小林さんはリクルート進学総研が発行する「カレッジマネジメント」の編集長を始め、高等教育に関して様々な提言をされている方です。*5今回、初めてお話を伺いましたが、非常に分かりやすく日本の高等教育の現状を語っていただいたと思います。また、ご自身のキャリアを説明される際、リクルート入社後に様々な仕事を経験された事を踏まえて「人生に無駄ヅモなし!」と仰っていましたが、私自身もこれまでの業務で異動等が多かったので、なるほど!と思わさせられるご意見でした。またお話を聞かせていただきたいと思います。
ちなみに質疑応答の際、職場内での職員間のモチベーション差についての質問が出ましたが、このことは、1月に参加した大学職員フォーラムでも「組織には、仕事を積極的に関わる2割の層、人並みの6割の層、仕事をしない2割の層があると仮定した場合、それぞれに具体的に働きかける時の特質はどうか」ということが話題になり、中間層の6割をどう引き上げるかがポイントであるとの意見がありました。*6

パネルディスカッション前の話題提供
進路づくり教育のプロデューサー倉部史記

  • 自分自身のキャリアをきっかけに、大学職員として内側から感じたことと、離れてみて知った事を中心にお話したい。
    • 大学職員時代は教務課の職員だった。その後、早稲田塾総研で主任研究員として大学連携プロデューサー、採用担当者。予備校時代には高大接続、日本の高校生を海外の一流大学に連れて行ったりしていた。
    • 最近ではフリーランスで、進路づくりプロデューサーとして高校・大学での講演やWCV(ウィークデー・キャンパス・ビジット)*7などを運営。
    • 日本にある学位の種類。679種類ある。うち6割は特定の1大学にしかない「オンリーワン学位」。
    • 大学の学部名や学位名称など、大学側の人間は内側ばかりを気にしてきたのかも知れない。これでは進路指導はできない。例えば大学案内を見ても同じようなことしか書いていない。例えば「どう少人数なのか」を高校生は知りたいと思っている。「個性を出す」ということは何かを切り捨てるということだが、職員がそのことを議論する機会や環境がない。
  • 高校生がよくする質問に対する、大学の教職員の答え方とは?
    • 「どんな資格が取れますか?」
    • 「勉強について行けるか不安です。大丈夫でしょうか?」
    • 「就職率はどのくらいでしょうか?」
    • 「ロボットに興味があります。ロボットをつくったりできるんでしょうか?」
    • 上記の質問に対して、一問一答で回答をしてはいけない。高校生が何に関心を持ち、どの程度の学習意欲かを問いかけていくことが求められている。問いかけ方ひとつで意味合いが全然変わってくる。
  • 優れた大学職員とは?
    • 立命館アジア太平洋大学(APU)「世界で開かれた大学で学ぶ価値」を伝える入試課職員。
      • 「銃を見た事が無い」人はマイノリティであるいうことを語りかける職員。
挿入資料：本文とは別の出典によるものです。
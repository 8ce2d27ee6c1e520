//! Provider Constants
//!
//! Constants specific to provider implementations. These are separated from
//! domain constants (which live in hdg-domain) and infrastructure constants.

// ============================================================================
// HEADING RULE CONSTANTS
// ============================================================================

/// Priority of the markdown level-1 rule; levels 2-6 follow consecutively
pub const PRIORITY_MARKDOWN_BASE: u32 = 10;

/// Priority of the numeric outline rule (`1.`, `1.2`, `1.2.3`)
pub const PRIORITY_NUMERIC_OUTLINE: u32 = 20;

/// Priority of the legal section rule (`§ 12`)
pub const PRIORITY_LEGAL_SECTION: u32 = 30;

/// Priority of the appendix/annex rule
pub const PRIORITY_APPENDIX: u32 = 40;

/// Priority of the roman numeral section rule (`IV. Title`)
pub const PRIORITY_ROMAN_SECTION: u32 = 50;

/// Priority of the single-letter section rule (`B. Title`)
pub const PRIORITY_LETTER_SECTION: u32 = 60;

/// Level assigned to legal sections
pub const LEVEL_LEGAL_SECTION: usize = 2;

/// Level assigned to appendices
pub const LEVEL_APPENDIX: usize = 1;

/// Level assigned to roman numeral sections
pub const LEVEL_ROMAN_SECTION: usize = 1;

/// Level assigned to single-letter sections
pub const LEVEL_LETTER_SECTION: usize = 2;

/// Deepest markdown ATX heading
pub const MAX_MARKDOWN_LEVEL: usize = 6;

// ============================================================================
// EMBEDDING PROVIDER CONSTANTS
// ============================================================================

/// Null embedding provider dimension (matches common small embedding models)
pub const EMBEDDING_DIMENSION_NULL: usize = 384;

/// Model name reported by the null embedding provider
pub const EMBEDDING_MODEL_NULL: &str = "null";

// ============================================================================
// KEYWORD PROVIDER CONSTANTS
// ============================================================================

/// Shortest token the frequency extractor considers
pub const KEYWORD_MIN_WORD_LENGTH: usize = 3;

/// Common English words never returned as keywords
pub const KEYWORD_STOP_WORDS: &[&str] = &[
    "a", "about", "above", "after", "again", "all", "also", "an", "and", "any", "are", "as",
    "at", "be", "because", "been", "before", "being", "below", "between", "both", "but", "by",
    "can", "could", "did", "do", "does", "doing", "down", "during", "each", "few", "for",
    "from", "further", "had", "has", "have", "having", "he", "her", "here", "hers", "him",
    "his", "how", "if", "in", "into", "is", "it", "its", "itself", "just", "may", "more",
    "most", "must", "no", "nor", "not", "now", "of", "off", "on", "once", "only", "or",
    "other", "our", "ours", "out", "over", "own", "same", "shall", "she", "should", "so",
    "some", "such", "than", "that", "the", "their", "theirs", "them", "then", "there",
    "these", "they", "this", "those", "through", "to", "too", "under", "until", "up", "use",
    "used", "very", "was", "we", "were", "what", "when", "where", "which", "while", "who",
    "whom", "why", "will", "with", "would", "you", "your", "yours",
];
日本の常識から世界の常識へ「APUキャンパスは世界の縮図」入試の説明ではなく、どんな人材を育成したいか?を職員に熱く語ってもらいたい。生き方の問いかけ、世界の現状。
    • 横浜市立大学の出光直樹さん*8
      • 看護師を希望する高校生「勉強は苦手なので指定校・AO入試で入れる大学に行きたい」
        • そういう高校生に「君は医療に向いていないので考え直した方がいいのでは?医療の道は一生勉強。医療職に就くならばそのことを乗り越えられないといけない。この話を聞いてあなたは何を思うの?」と返した。その高校生は「もう一度考えてちゃんと勉強してみます」と言い、後に横浜市立大学に入学した。職員ではあるが、教育者としての視点を持つ。
    • 教育者としての大学職員
      • 大学職員は「人気職」である。名だたる大企業の人が転職したいと思っている仕事。では叩き上げの職員が大学で働く上での強みとなるのは"How to"ではなく"What?"を語れることではないか?ニコニコ生放送に呼んだ各大学の教職員*9のうち、ICUの日比谷学長*10やムサビの手羽イチロウさん*11は、生中継で指摘されたある種「ネガティブ・コメント」をわざわざ拾って、実際はどうであるか?を回答していた。大学人としての姿勢・矜持がある。大学の根幹をなす教育の物差しの違いを伝えられるのは大学職員である。
  • 「大学案内には載っていないこだわりを伝えていく」
    • 現在の小学1年生が将来就く仕事のうち、65%は現時点で存在していない。*12
  • 自分の行動指針をつくりながら生きていく「能力はかけ算である」
    • 例えば・・・
      • 工学技術×ビジネスセンス×接客能力
      • 医療の技術×リーダーシップ×企画力
    • 大学職員として何をかけ算して生きていくか。大学職員になってから高等教育のブログを書き続けた。毎晩3〜5時間を費やして1500日連続更新していた。大学職員として働く中で、周りの人々を見て危機感を感じた。1ヶ月続いたら大学職員に向いている!ということでは?ということで書き続けてきた。キャリアチェンジのきっかけに。ブログを元に最初の著書を出版。2005年に書いたエラスムス計画について、9年後にJ-WAVEからコメントを求められたが、これも人生に無駄ヅモ無しである。
  • 大学職員としての経験:教務管理部問の視点、一職員としての問題意識×予備校での企画経験、現場経験(進路相談、大学との連携、採用活動)×悩んできた社会人としての実感
    • 大学職員という職場や待遇が人生にやりがいや成長を与えてくれることはない。大学職員という環境を、自分でどう活かすかが重要。
    • 自分に最近ついたあだ名は「無所属の大学職員」だが、大学職員としての経験を違う場所で活かす人も増えてくるだろう。「大学職員」という人生を選んだのではなく、日本の教育を良くするために活動している!と考えるべきでは?
  • 2020年のGDP順位
    • 2010年で日本は3位だが、2050年では8位に後退する。-大学職員はこの世界に向けて日本の大学を変えていく仕事である。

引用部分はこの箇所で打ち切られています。